The third constraint is, Adesina said, that the current international financial architecture made debt restructuring too complex to achieve, since debt restructuring is disorderly, protracted, and costly. He explained that this poses serious risks for African countries facing debt distress.

The Bank chief also hinted that the global financial architecture also skews international emergency financial resources in favour of richer countries that least need the resources. Noting, for example, that of the $650 billion in Special Drawing Rights (SDRs) issued by the International Monetary Fund (IMF), Africa received just $33 billion or 4.5 percent.

Another constraint the African Development Bank head underlined was that the current international financial architecture delivers uneven fiscal responses for developing countries during times of global shocks. He said while total fiscal measures taken to fight the Covid-19 pandemic amounted to $17 trillion or 19 percent of global Gross Domestic Product (GDP), Africa received just $89 billion, which represented 0.5 percent of global value.

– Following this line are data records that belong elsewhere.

impl ProductEditModel {
    /// Prefill a model from a stored product with the given tabs loaded.
    pub fn from_product(product: &Product, loaded_tabs: &[ProductTab]) -> Self {
        Self {
            id: product.id,
            loaded_tabs: loaded_tabs.iter().map(|t| t.as_str().to_string()).collect(),
            info: InfoTab {
                name: product.name.clone(),
                sku: product.sku.clone(),
                product_type: product.product_type,
                published: product.published,
                short_description: product.short_description.clone(),
                full_description: product.full_description.clone(),
                admin_comment: product.admin_comment.clone(),
                is_download: product.is_download,
                is_recurring: product.is_recurring,
                is_gift_card: product.is_gift_card,
                display_order: product.display_order,
            },
            inventory: product.inventory.clone(),
            bundle_items: product.bundle.clone(),
            price: PriceTab {
                price: Some(product.price),
                old_price: product.old_price,
                product_cost: product.product_cost,
                special_price: product.special_price,
                tier_prices: product.tier_prices.clone(),
                tax_category_id: product.tax_category_id,
                is_tax_exempt: product.is_tax_exempt,
                disable_buy_button: product.disable_buy_button,
                call_for_price: product.call_for_price,
            },
            discounts: DiscountsTab {
                applied_discount_ids: product.applied_discount_ids.clone(),
            },
            seo: product.seo.clone(),
            acl: AclTab {
                role_ids: product.acl_role_ids.clone(),
            },
            stores: StoresTab {
                store_ids: product.store_ids.clone(),
            },
        }
    }

    /// Tabs that will be applied, in application order.
    pub fn tabs(&self) -> Vec<ProductTab> {
        ProductTab::resolve(&self.loaded_tabs)
    }
}

fn apply_info(model: &ProductEditModel, mut product: Product) -> Result<Product> {
    let info = &model.info;
    let name = info.name.trim();
    if name.is_empty() {
        return Err(AdminError::invalid_form("info.name", "name is required"));
    }

    product.name = name.to_string();
    product.sku = info.sku.as_deref().map(str::trim).filter(|s| !s.is_empty()).map(String::from);
    product.product_type = info.product_type;
    product.published = info.published;
    product.short_description = info.short_description.clone();
    product.full_description = info.full_description.clone();
    product.admin_comment = info.admin_comment.clone();
    product.is_download = info.is_download;
    product.is_recurring = info.is_recurring;
    product.is_gift_card = info.is_gift_card;
    product.display_order = info.display_order;
    Ok(product)
}

fn apply_inventory(model: &ProductEditModel, mut product: Product) -> Result<Product> {
    model.inventory.validate()?;
    product.inventory = model.inventory.clone();
    Ok(product)
}

fn apply_bundle_items(model: &ProductEditModel, mut product: Product) -> Result<Product> {
    if !product.is_bundle() {
        if model.bundle_items != BundleSettings::default() {
            return Err(AdminError::NotABundle(product.id));
        }
        return Ok(product);
    }
    product.bundle = model.bundle_items.clone();
    Ok(product)
}

fn apply_price(model: &ProductEditModel, mut product: Product) -> Result<Product> {
    let tab = &model.price;
    let currency = product.currency();
    let check = |field: &str, money: &Money| -> Result<()> {
        if money.currency != currency {
            return Err(AdminError::invalid_form(
                field,
                format!("expected {}, got {}", currency.code(), money.currency.code()),
            ));
        }
        if money.is_negative() {
            return Err(AdminError::invalid_form(field, "must not be negative"));
        }
        Ok(())
    };

    if let Some(price) = &tab.price {
        check("price.price", price)?;
        product.price = *price;
    }
    if let Some(old_price) = &tab.old_price {
        check("price.old_price", old_price)?;
    }
    if let Some(cost) = &tab.product_cost {
        check("price.product_cost", cost)?;
    }
    if let Some(special) = &tab.special_price {
        check("price.special_price", &special.price)?;
        if let (Some(start), Some(end)) = (special.starts_at, special.ends_at) {
            if start > end {
                return Err(AdminError::invalid_form(
                    "price.special_price",
                    "window ends before it starts",
                ));
            }
        }
    }

    let mut tiers = tab.tier_prices.clone();
    for tier in &tiers {
        check("price.tier_prices", &tier.price)?;
        if tier.quantity == 0 {
            return Err(AdminError::invalid_form("price.tier_prices", "quantity must be at least 1"));
        }
    }
    tiers.sort_by_key(|tier| tier.quantity);
    if tiers.windows(2).any(|pair| pair[0].quantity == pair[1].quantity) {
        return Err(AdminError::invalid_form("price.tier_prices", "duplicate tier quantity"));
    }

    product.old_price = tab.old_price;
    product.product_cost = tab.product_cost;
    product.special_price = tab.special_price;
    product.tier_prices = tiers;
    product.tax_category_id = tab.tax_category_id;
    product.is_tax_exempt = tab.is_tax_exempt;
    product.disable_buy_button = tab.disable_buy_button;
    product.call_for_price = tab.call_for_price;
    Ok(product)
}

As solutions to the constraints, Adesina suggested that multilateral development banks must deploy risk mitigating instruments—including foreign exchange risk mitigation—to leverage the almost $145 trillion in assets under management by institutional investors for climate-related projects

Second is the simplification of the global climate finance architecture, making it better coordinated, and strengthening the capacity of countries to access climate funds. He suggested that loans should contain contingency clauses that free up countries from loan repayments when they face climate shocks.

Thirdly he urged multilateral development banks to change their business models to deliver greater volumes of concessional financing for countries. He said it was necessary to fast-track the G20 Common Framework for Debt Treatments to deliver debt restructuring and debt resolution faster.

His fourth recommendation is better capitalisation of multilateral development banks. According to Adesina, this requires an increase in their capital base, especially through large increases in paid-in capital, which is needed to leverage more financing.

The bank chief’s fifth recommendation for making the global financial architecture fairer is for a portion of IMF Special Drawing Rights (SDRs) from SDR donor countries to be channelled to multilateral development banks. He explained that the African Development Bank and the Inter-American Development Bank had developed a model that would allow for SDRs to be leveraged by a multiple of three to four, while preserving their reserve asset quality.

He said a $25 billion SDR rechannelling would create $100 billion in additional financing for Africa. The AfDB head said SDR rechannelling would be at no cost to taxpayers in donor countries and there were zero risks of loss. He explained that SDR-rechannelling through multilateral development banks was the best model available to leverage and deliver the trillions of dollars needed for development to be accelerated. He said the issuance of $500 billion in new SDRs to tackle climate change—if re-channelled through multilateral development banks—would deliver $2 trillion in global development financing, complementing the IMF’s efforts.